I called my husband and mom and could barely talk.  I got home and couldn’t stop crying and loving on our new baby.

What I learned that day, was that the Lord comes when He knows you need Him.  I wanted Him to answer these questions earlier.  I wanted to never have had to ask these questions.  I wanted it all to happen then.  But I would have missed my knees raw from kneeling in prayer for my family.  I would have missed the rejoicing in a parking lot while people just stopped and stared.  I would have missed the sweet sweet moment with Chloe as she, at 5 year old, lead me to the ground to humble ourselves in rejoice! 
I also learned that although those prayers were answered, we still have obstacles ahead of us.  That although my sweet 11 year old didn’t have ‘ABD ABCD ABCDE ABCDEF’ she still will be challenged in so many ways as she grows and learns.  And when one person in your family is challenged, we all are.  But I still KNOW that HE answered our prayers on that day. 
My children(prayerfully) will most likely not have a shocking testimony of coming to Christ.  They have been living in Christ and He in them since they were conceived.

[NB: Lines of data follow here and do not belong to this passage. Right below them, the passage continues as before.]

//! Chat games.
//!
//! The one-shot games (rock-paper-scissors, coin, dice, slots, math, fast typing, number
//! guessing) live here as small pure functions over an `Rng`. The multi-step games keep their
//! state in explicit objects: [`tictactoe::TicTacToe`] and the [`roulette`] lobby and rounds.

use rand::{Rng, seq::IndexedRandom};
use std::{cmp::Ordering, fmt};

/// Elimination roulette
pub mod roulette;
/// Two-player tic-tac-toe
pub mod tictactoe;

/// A rock-paper-scissors hand.
#[derive(Debug, Clone, Copy, PartialEq, Eq)]
pub enum Hand {
    /// Rock
    Rock,
    /// Paper
    Paper,
    /// Scissors
    Scissors,
}

impl Hand {
    /// All hands
    pub const ALL: [Self; 3] = [Self::Rock, Self::Paper, Self::Scissors];

    /// Name players type
    #[must_use]
    pub const fn name(self) -> &'static str {
        match self {
            Self::Rock => "حجرة",
            Self::Paper => "ورقة",
            Self::Scissors => "مقص",
        }
    }

    /// Parses a typed choice
    #[must_use]
    pub fn parse(text: &str) -> Option<Self> {
        let text = text.trim().to_lowercase();
        Self::ALL.into_iter().find(|hand| hand.name() == text)
    }

    const fn beats(self, other: Self) -> bool {
        matches!(
            (self, other),
            (Self::Rock, Self::Scissors) | (Self::Paper, Self::Rock) | (Self::Scissors, Self::Paper)
        )
    }
}

impl fmt::Display for Hand {
    fn fmt(&self, f: &mut fmt::Formatter<'_>) -> fmt::Result {
        f.write_str(self.name())
    }
}

/// Outcome of a round from the player's side.
#[derive(Debug, Clone, Copy, PartialEq, Eq)]
pub enum RoundResult {
    /// Player won
    Win,
    /// Player lost
    Lose,
    /// Same hand
    Draw,
}

/// Plays `player` against `bot`.
#[must_use]
pub const fn play_rps(player: Hand, bot: Hand) -> RoundResult {
    if player.beats(bot) {
        RoundResult::Win
    } else if bot.beats(player) {
        RoundResult::Lose
    } else {
        RoundResult::Draw
    }
}

/// Picks a random hand
pub fn random_hand<R: Rng + ?Sized>(rng: &mut R) -> Hand {
    Hand::ALL[rng.random_range(0..Hand::ALL.len())]
}

/// Flips a coin: heads or tails
pub fn flip_coin<R: Rng + ?Sized>(rng: &mut R) -> &'static str {
    if rng.random_bool(0.5) { "وجه" } else { "كتابة" }
}

/// Rolls 1..=100
pub fn roll<R: Rng + ?Sized>(rng: &mut R) -> u32 {
    rng.random_range(1..=100)
}

/// Symbols on the slot machine reels
pub const SLOT_SYMBOLS: [char; 5] = ['🍎', '🍊', '🍇', '🍒', '💎'];

/// Spins three reels
pub fn spin_slots<R: Rng + ?Sized>(rng: &mut R) -> [char; 3] {
    std::array::from_fn(|_| SLOT_SYMBOLS[rng.random_range(0..SLOT_SYMBOLS.len())])
}

/// A spin wins when all reels match
#[must_use]
pub fn slots_win(reels: &[char; 3]) -> bool {
    reels[0] == reels[1] && reels[1] == reels[2]
}

/// Arithmetic operators used by the math game.
#[derive(Debug, Clone, Copy, PartialEq, Eq)]
pub enum Operator {
    /// Addition
    Add,
    /// Subtraction
    Sub,
    /// Multiplication
    Mul,
}

impl fmt::Display for Operator {
    fn fmt(&self, f: &mut fmt::Formatter<'_>) -> fmt::Result {
        let symbol = match self {
            Self::Add => "+",
            Self::Sub => "-",
            Self::Mul => "*",
        };
        f.write_str(symbol)
    }
}

/// A generated math problem.
#[derive(Debug, Clone, Copy, PartialEq, Eq)]
pub struct MathProblem {
    /// Left operand
    pub left: i64,
    /// Operator
    pub op: Operator,
    /// Right operand
    pub right: i64,
}

impl MathProblem {
    /// Random problem with operands in 1..=20
    pub fn random<R: Rng + ?Sized>(rng: &mut R) -> Self {
        let op = [Operator::Add, Operator::Sub, Operator::Mul][rng.random_range(0..3)];
        Self {
            left: rng.random_range(1..=20),
            op,
            right: rng.random_range(1..=20),
        }
    }

    /// Correct answer
    #[must_use]
    pub const fn answer(&self) -> i64 {
        match self.op {
            Operator::Add => self.left + self.right,
            Operator::Sub => self.left - self.right,
            Operator::Mul => self.left * self.right,
        }
    }

    /// Parses a typed answer; accepts a leading minus sign
    #[must_use]
    pub fn parse_answer(text: &str) -> Option<i64> {
        let text = text.trim();
        let digits = text.strip_prefix('-').unwrap_or(text);
        if digits.is_empty() || !digits.chars().all(|c| c.is_ascii_digit()) {
            return None;
        }
        text.parse().ok()
    }
}

impl fmt::Display for MathProblem {
    fn fmt(&self, f: &mut fmt::Formatter<'_>) -> fmt::Result {
        write!(f, "{} {} {}", self.left, self.op, self.right)
    }
}

/// Words for the fast-typing game
pub const FAST_WORDS: [&str; 10] = [
    "مستشفى",
    "كمبيوتر",
    "مدرسة",
    "سيارة",
    "طائرة",
    "برمجة",
    "تكنولوجيا",
    "امارات",
    "سعودية",
    "كويت",
];

/// Picks the word to type
pub fn fast_word<R: Rng + ?Sized>(rng: &mut R) -> &'static str {
    FAST_WORDS.choose(rng).copied().unwrap_or(FAST_WORDS[0])
}

/// Number-guessing game over 1..=50.
#[derive(Debug, Clone, Copy, PartialEq, Eq)]
pub struct GuessGame {
    secret: u32,
}

/// Response to a guess.
#[derive(Debug, Clone, Copy, PartialEq, Eq)]
pub enum Hint {
    /// The secret is larger
    Higher,
    /// The secret is smaller
    Lower,
    /// Correct
    Correct,
}

impl GuessGame {
    /// Largest possible secret
    pub const MAX: u32 = 50;

    /// Game with a random secret
    pub fn random<R: Rng + ?Sized>(rng: &mut R) -> Self {
        Self::with_secret(rng.random_range(1..=Self::MAX))
    }

    /// Game with a known secret
    #[must_use]
    pub const fn with_secret(secret: u32) -> Self {
        Self { secret }
    }

    /// The secret number
    #[must_use]
    pub const fn secret(&self) -> u32 {
        self.secret
    }

    /// Checks a guess
    #[must_use]
    pub fn check(&self, guess: u32) -> Hint {
        match guess.cmp(&self.secret) {
            Ordering::Less => Hint::Higher,
            Ordering::Greater => Hint::Lower,
            Ordering::Equal => Hint::Correct,
        }
    }
}

#[cfg(test)]
mod tests {
    use super::*;

    #[test]
    fn test_rps_outcomes() {
        assert_eq!(play_rps(Hand::Rock, Hand::Scissors), RoundResult::Win);
        assert_eq!(play_rps(Hand::Paper, Hand::Rock), RoundResult::Win);
        assert_eq!(play_rps(Hand::Scissors, Hand::Paper), RoundResult::Win);
        assert_eq!(play_rps(Hand::Rock, Hand::Paper), RoundResult::Lose);
        for hand in Hand::ALL {
            assert_eq!(play_rps(hand, hand), RoundResult::Draw);
        }
    }

    #[test]
    fn test_hand_parse() {
        assert_eq!(Hand::parse(" مقص "), Some(Hand::Scissors));
        assert_eq!(Hand::parse("rock"), None);
    }

    #[test]
    fn test_slots_win() {
        assert!(slots_win(&['💎', '💎', '💎']));
        assert!(!slots_win(&['💎', '🍎', '💎']));
    }

    #[test]
    fn test_math_problem() {
        let problem = MathProblem {
            left: 3,
            op: Operator::Sub,
            right: 9,
        };
        assert_eq!(problem.answer(), -6);
        assert_eq!(problem.to_string(), "3 - 9");
        assert_eq!(MathProblem::parse_answer("-6"), Some(-6));
        assert_eq!(MathProblem::parse_answer("12"), Some(12));
        assert_eq!(MathProblem::parse_answer("twelve"), None);
        assert_eq!(MathProblem::parse_answer("-"), None);
        assert_eq!(MathProblem::parse_answer("+5"), None);
    }

    #[test]
    fn test_random_values_in_range() {
        let mut rng = rand::rng();
        for _ in 0..200 {
            assert!((1..=100).contains(&roll(&mut rng)));
            let problem = MathProblem::random(&mut rng);
            assert!((1..=20).contains(&problem.left));
            assert!((1..=20).contains(&problem.right));
            assert!((1..=GuessGame::MAX).contains(&GuessGame::random(&mut rng).secret()));
            assert!(FAST_WORDS.contains(&fast_word(&mut rng)));
        }
    }

    #[test]
    fn test_guess_hints() {
        let game = GuessGame::with_secret(25);
        assert_eq!(game.check(10), Hint::Higher);
        assert_eq!(game.check(40), Hint::Lower);
        assert_eq!(game.check(25), Hint::Correct);
    }
}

But what I pray they all, including my 10 year old will have, is the testimony of Him answering prayers.  The testimony of knowing when we go to Him the answer is in Him.  Knowing that without Him, we can do nothing. This gift of challenges and questions and joy in Savannah has made my other kids amazing people. This was His plan. He gave them the ability to show compassion, to love their friends.  To show kindness. To include the peer who is different. To find joy in little accomplishments. To give grace to those around them.  He has also used Savannah to show us the love and compassion in my kid’s friends and families as well as my own. Each of them love Savannah and are blessings to us daily.  

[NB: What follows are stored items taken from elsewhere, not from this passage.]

//! Plain-text transcripts written when a ticket is closed.

use chrono::{DateTime, Utc};
use std::fmt::Write as _;

/// UTF-8 byte order mark, so the file opens correctly in editors that guess encodings
const BOM: &str = "\u{feff}";

/// One message in a transcript.
#[derive(Debug, Clone, PartialEq, Eq)]
pub struct TranscriptLine {
    /// When the message was sent
    pub timestamp: DateTime<Utc>,
    /// Display name of the author
    pub author: String,
    /// Message text (attachment URLs appended by the caller)
    pub content: String,
}

/// Renders lines oldest first as `[YYYY-MM-DD HH:MM:SS] author: content`.
///
/// Input order does not matter; lines with the same timestamp keep their relative order.
#[must_use]
pub fn render(lines: &[TranscriptLine]) -> String {
    let mut ordered: Vec<&TranscriptLine> = lines.iter().collect();
    ordered.sort_by_key(|line| line.timestamp);

    let mut out = String::new();
    for line in ordered {
        // Writing to a String cannot fail
        let _ = writeln!(
            out,
            "[{}] {}: {}",
            line.timestamp.format("%Y-%m-%d %H:%M:%S"),
            line.author,
            line.content
        );
    }
    out
}

/// Encodes a rendered transcript for upload.
#[must_use]
pub fn to_bytes(rendered: &str) -> Vec<u8> {
    let mut bytes = Vec::with_capacity(BOM.len() + rendered.len());
    bytes.extend_from_slice(BOM.as_bytes());
    bytes.extend_from_slice(rendered.as_bytes());
    bytes
}

/// Attachment name for a channel's transcript.
#[must_use]
pub fn file_name(channel_name: &str) -> String {
    format!("transcript-{channel_name}.txt")
}

#[cfg(test)]
mod tests {
    use super::*;
    use chrono::TimeZone;

    fn line(secs: i64, author: &str, content: &str) -> TranscriptLine {
        TranscriptLine {
            timestamp: Utc.timestamp_opt(1_700_000_000 + secs, 0).single().unwrap_or_default(),
            author: author.to_string(),
            content: content.to_string(),
        }
    }

    #[test]
    fn test_render_sorts_oldest_first() {
        let lines = vec![
            line(20, "staff", "how can we help?"),
            line(0, "owner", "hello"),
            line(40, "owner", "thanks"),
        ];

        let text = render(&lines);
        let rendered: Vec<&str> = text.lines().collect();

        assert_eq!(rendered.len(), 3);
        assert_eq!(rendered[0], "[2023-11-14 22:13:20] owner: hello");
        assert_eq!(rendered[1], "[2023-11-14 22:13:40] staff: how can we help?");
        assert_eq!(rendered[2], "[2023-11-14 22:14:00] owner: thanks");
    }

    #[test]
    fn test_render_empty_channel() {
        assert_eq!(render(&[]), "");
    }

    #[test]
    fn test_bytes_carry_bom() {
        let bytes = to_bytes("x");
        assert_eq!(&bytes[..3], &[0xEF, 0xBB, 0xBF]);
        assert_eq!(&bytes[3..], b"x");
    }

    #[test]
    fn test_file_name() {
        assert_eq!(file_name("ticket--004"), "transcript-ticket--004.txt");
    }
}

So, ever since this day, in 2008, we have made a point to sit down and write a letter of thankfulness to someone in our lives that we are thankful for.  The kids are precious in what they write and who they send it to.  I usually help Savannah:)  It is hard for me to narrow it down.  I have about 100 letters I could write every year.  And I will write  mine today. But I realized who I am thankful for beyond words… 
Jesus.
Thank you for your forgiveness when I doubt.  Thank you for showing up, when I feel I cannot.  Thank you for the amazing miracles you have given me in my life.  Thank you for the perfect little baby you sent me 11 years ago and all the heart ache, laughter and joy that has come alongside her.

  Jesus, you are my person that I am thankful for on the Sparks’ Day of Thankfulness!